Gesichtserkennungssoftware „Clearview AI“

Wie Künstliche Intelligenz in der Strafverfolgung eingesetzt wird

Über die private Firma Clearview AI wurde u.a. im englischen Sprachraum sehr umfassend berichtet. Der derzeitige Sitz der Firma ist in New York, USA.

Die Firma scannt das Internet weltweit nach öffentlich verfügbaren Fotos auf allen Webseiten. All diese Fotos werden – laufend und 24/7 – durch die Firma heruntergeladen, gespeichert und die firmeneigene Künstliche Intelligenz (KI) damit gespeist und weiterentwickelt. Die KI ermöglicht es ein Bild – beispielsweise ein Selfie oder ein Bild einer Überwachungskamera – hochzuladen und mit allen verfügbaren Fotos der Datenbank zu vergleichen. Im Februar 2020 umfasste die Datenbank laut eigenen Angaben von Clearview circa drei Milliarden Fotos; Tendenz steigend.

Aufgrund der großen Mengen an Fotos findet das Programm alle im Internet vergleichbaren Fotos der Person, praktisch verlinkt mit den Internetseiten, von der das jeweilige Foto stammt. Die Firma wirbt damit, dass eine sehr hohe Treffsicherheit besteht, dies unabhängig von den Lichtverhältnissen, der Perspektive des Bildes, Frisur, Gesichtsbehaarung oder Alter der abgelichteten Person. Es gäbe quasi keine „falschen“ Ergebnisse und bisher kein Gesicht, dass nicht von Clearview gefunden werden konnte.

Der „Service“ von Clearview AI ist ausschließlich für Mitglieder und Behörden von Strafverfolgungsbehörden verfügbar. Interessanterweise wird dieser Service nicht nur von den amerikanischen Strafverfolgungsbehörden verwendet, sondern bereits von vielen anderen Staaten, darunter auch Kanada, England, Frankreich, Italien, Schweiz, Schweden, Slowenien, Indien und vielen weiteren Ländern.

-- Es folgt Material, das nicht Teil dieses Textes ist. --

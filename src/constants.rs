//! Centralized defaults for the simulation and the trainer.
//!
//! All tunable parameters are defined here with the `AUTOPILOT_` prefix and are
//! picked up by the `Default` impls in [crate::config].

use core::f64::consts::FRAC_PI_2;

// ============================================================================
// Vehicle Kinematics
// ============================================================================

/// Velocity gained per tick while the forward control is held
pub const AUTOPILOT_ACCELERATION: f64 = 0.2;

/// Velocity lost per tick to friction, also the snap-to-zero threshold
pub const AUTOPILOT_FRICTION: f64 = 0.05;

/// Heading change per tick while steering, in radians
pub const AUTOPILOT_STEERING: f64 = 0.03;

/// Velocity cap of trainee vehicles
pub const AUTOPILOT_TRAINEE_MAX_VELOCITY: f64 = 3.0;

/// Velocity cap of scripted traffic
pub const AUTOPILOT_TRAFFIC_MAX_VELOCITY: f64 = 2.0;

/// Vehicle hull width
pub const AUTOPILOT_VEHICLE_WIDTH: f64 = 30.0;

/// Vehicle hull height
pub const AUTOPILOT_VEHICLE_HEIGHT: f64 = 50.0;

/// Number of overtaken vehicles remembered before the oldest is evicted
pub const AUTOPILOT_CREDIT_CAPACITY: usize = 25;

// ============================================================================
// Road
// ============================================================================

/// Horizontal center of the road
pub const AUTOPILOT_ROAD_X: f64 = 105.0;

/// Total road width, borders included
pub const AUTOPILOT_ROAD_WIDTH: f64 = 189.0;

/// Number of lanes
pub const AUTOPILOT_LANE_COUNT: usize = 3;

/// Borders extend this far up and down the travel axis
pub const AUTOPILOT_ROAD_EXTENT: f64 = 1_000_000.0;

// ============================================================================
// Sensor
// ============================================================================

/// Rays cast per vehicle, also the network's input width
pub const AUTOPILOT_RAY_COUNT: usize = 5;

/// Ray reach
pub const AUTOPILOT_RAY_LENGTH: f64 = 150.0;

/// Angle covered by the ray fan, centered on the heading
pub const AUTOPILOT_RAY_SPREAD: f64 = FRAC_PI_2;

// ============================================================================
// Network
// ============================================================================

/// Hidden layer widths between the sensor inputs and the control outputs
pub const AUTOPILOT_HIDDEN_LAYERS: [usize; 2] = [6, 6];

/// Control outputs: forward, left, right, reverse
pub const AUTOPILOT_CONTROL_OUTPUTS: usize = 4;

// ============================================================================
// Training
// ============================================================================

/// Trainees per generation
pub const AUTOPILOT_POPULATION: usize = 1000;

/// Blend factor between a seeded weight and a fresh random one
pub const AUTOPILOT_MUTATION_RATE: f64 = 0.12;

/// Ticks the best vehicle may stay damaged before the generation ends
pub const AUTOPILOT_DAMAGE_STALL_TICKS: u64 = 300;

/// Ticks the best score may stay unchanged before the generation ends
pub const AUTOPILOT_SCORE_STALL_TICKS: u64 = 700;

/// Lane trainees spawn in
pub const AUTOPILOT_START_LANE: usize = 1;

/// Travel-axis coordinate trainees spawn at
pub const AUTOPILOT_START_Y: f64 = 100.0;

/// Training stops on the next generation index divisible by this
pub const AUTOPILOT_GENERATION_BLOCK: usize = 25;

// ============================================================================
// Traffic
// ============================================================================

/// Vehicles placed by the random traffic plan
pub const AUTOPILOT_RANDOM_TRAFFIC_COUNT: usize = 25;

/// Travel-axis gap between consecutive random traffic vehicles
pub const AUTOPILOT_RANDOM_TRAFFIC_SPACING: f64 = 100.0;

/// (lane, y) of the fixed traffic layout
pub const AUTOPILOT_FIXED_TRAFFIC: [(usize, f64); 7] = [
    (0, -300.),
    (1, -100.),
    (2, -300.),
    (0, -500.),
    (1, -500.),
    (1, -700.),
    (2, -700.),
];
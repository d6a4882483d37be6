//! Scoring and picking the lead vehicle of a generation.

use crate::vehicle::Vehicle;

/// Index of the best vehicle: the highest score, ties broken by the smallest y
/// (furthest along the road), remaining ties by population order.
pub fn select_best(population: &[Vehicle]) -> Option<usize> {
    let top = population.iter().map(Vehicle::score).max()?;
    population
        .iter()
        .enumerate()
        .filter(|(_, v)| v.score() == top)
        .fold(None, |best: Option<(usize, f64)>, (idx, v)| match best {
            Some((_, y)) if y <= v.y() => best,
            _ => Some((idx, v.y())),
        })
        .map(|(idx, _)| idx)
}

/// Let every trainee credit every traffic vehicle it is ahead of
pub fn credit_overtakes(trainees: &mut [Vehicle], traffic: &[Vehicle]) {
    for trainee in trainees.iter_mut() {
        for other in traffic {
            trainee.credit_overtake(other);
        }
    }
}
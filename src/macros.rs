/// Build a `Default` value and override some of its fields, e.g.
/// `new_t!(TrainingConfig, population = 10, seed = Some(3))`
#[macro_export]
macro_rules! new_t {
    ($t:ty, $($k:ident = $v:expr),+ $(,)?) => {{
        let mut c = <$t>::default();
        $(c.$k = $v;)+
        c
    }};
}

/// Stamp out one test per listed type, with the type bound to `T` in the body
#[macro_export]
macro_rules! test_t {
  ($name:ident[T: $($impl:ty)|*]() $body:tt ) => {$(
      ::paste::paste! {
          #[test]
          fn [<test_ $name _ $impl:snake>]() {
            type T=$impl;
            $body
          }
      }
  )+};
}

#[macro_export]
macro_rules! assert_f64_approx {
    ($l:expr, $r:expr) => {
        assert!(
            ($l - $r).abs() < 1e-9,
            "assertion failed: {} !~ {}",
            $l,
            $r
        )
    };
    ($l:expr, $r:expr, $msg:expr) => {
        assert!(
            ($l - $r).abs() < 1e-9,
            "assertion failed: {} !~ {}: {}",
            $l,
            $r,
            $msg
        )
    };
}

/// Compare two point sequences coordinate by coordinate
#[macro_export]
macro_rules! assert_points_approx {
    ($l:expr, $r:expr) => {{
        let (l, r) = (&$l, &$r);
        assert_eq!(l.len(), r.len(), "point counts differ");
        for (a, b) in l.iter().zip(r.iter()) {
            $crate::assert_f64_approx!(a.x, b.x);
            $crate::assert_f64_approx!(a.y, b.y);
        }
    }};
}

Probleme wie „racial/gender bias“ also eine Schwäche der Gesichtserkennung bei Gesichtern von Frauen oder dunkelhäutigen Personen, bestünden gerade nicht bei der KI von Clearview, so der Firmengründer in einem Interview mit CNN. Zwar könne derzeit eine Gesichtserkennung über Clearview nicht als Beweis in einem gerichtlichen Verfahren genutzt werden, oft finde sich aber durch die gefundenen Bilder und die damit verlinkten Internetseiten, auf der das Bild hochgeladen wurde, der entscheidende Hinweis für die Ermittler. Die Ermittler können sich von dem Programm benachrichtigen lassen, sobald ein neues Bild der gesuchten Person im Internet hochgeladen wird.

Unklar und undurchsichtig ist, inwieweit und anhand welcher Kriterien Clearview die „Identität“ der Strafverfolgungsbehörden, die den Service nutzen wollen, überprüft. Zwar muss bei der Registrierung versichert werden, dass man Mitglied oder Leiter einer Strafverfolgungsbehörde ist, inwieweit diese Angaben aber durch Clearview überprüft werden, ist nicht ersichtlich.
Zudem werden Strafverfolgungsbehörden teilweise auch kostenfreie „Probezugänge“ zur Verfügung gestellt. Kritisch wird die offensive Werbung des Unternehmens bei den Behörden gesehen. Fragen von Journalisten, ob die KI zukünftig auch für andere Kunden – auch private Kunden – zur Verfügung stehen soll, werden ausweichend beantwortet und stets betont, man wolle mit der KI Gutes tun.

Sicher ist, dass eine derartige KI die Anonymität im Netz aufhebt, eine Vielzahl an rechtlichen Fragen aufwirft und zu einem Überdenken der eigenen „Freizügigkeit“ beim Hochladen von Bildern von sich und anderen anregen sollte. 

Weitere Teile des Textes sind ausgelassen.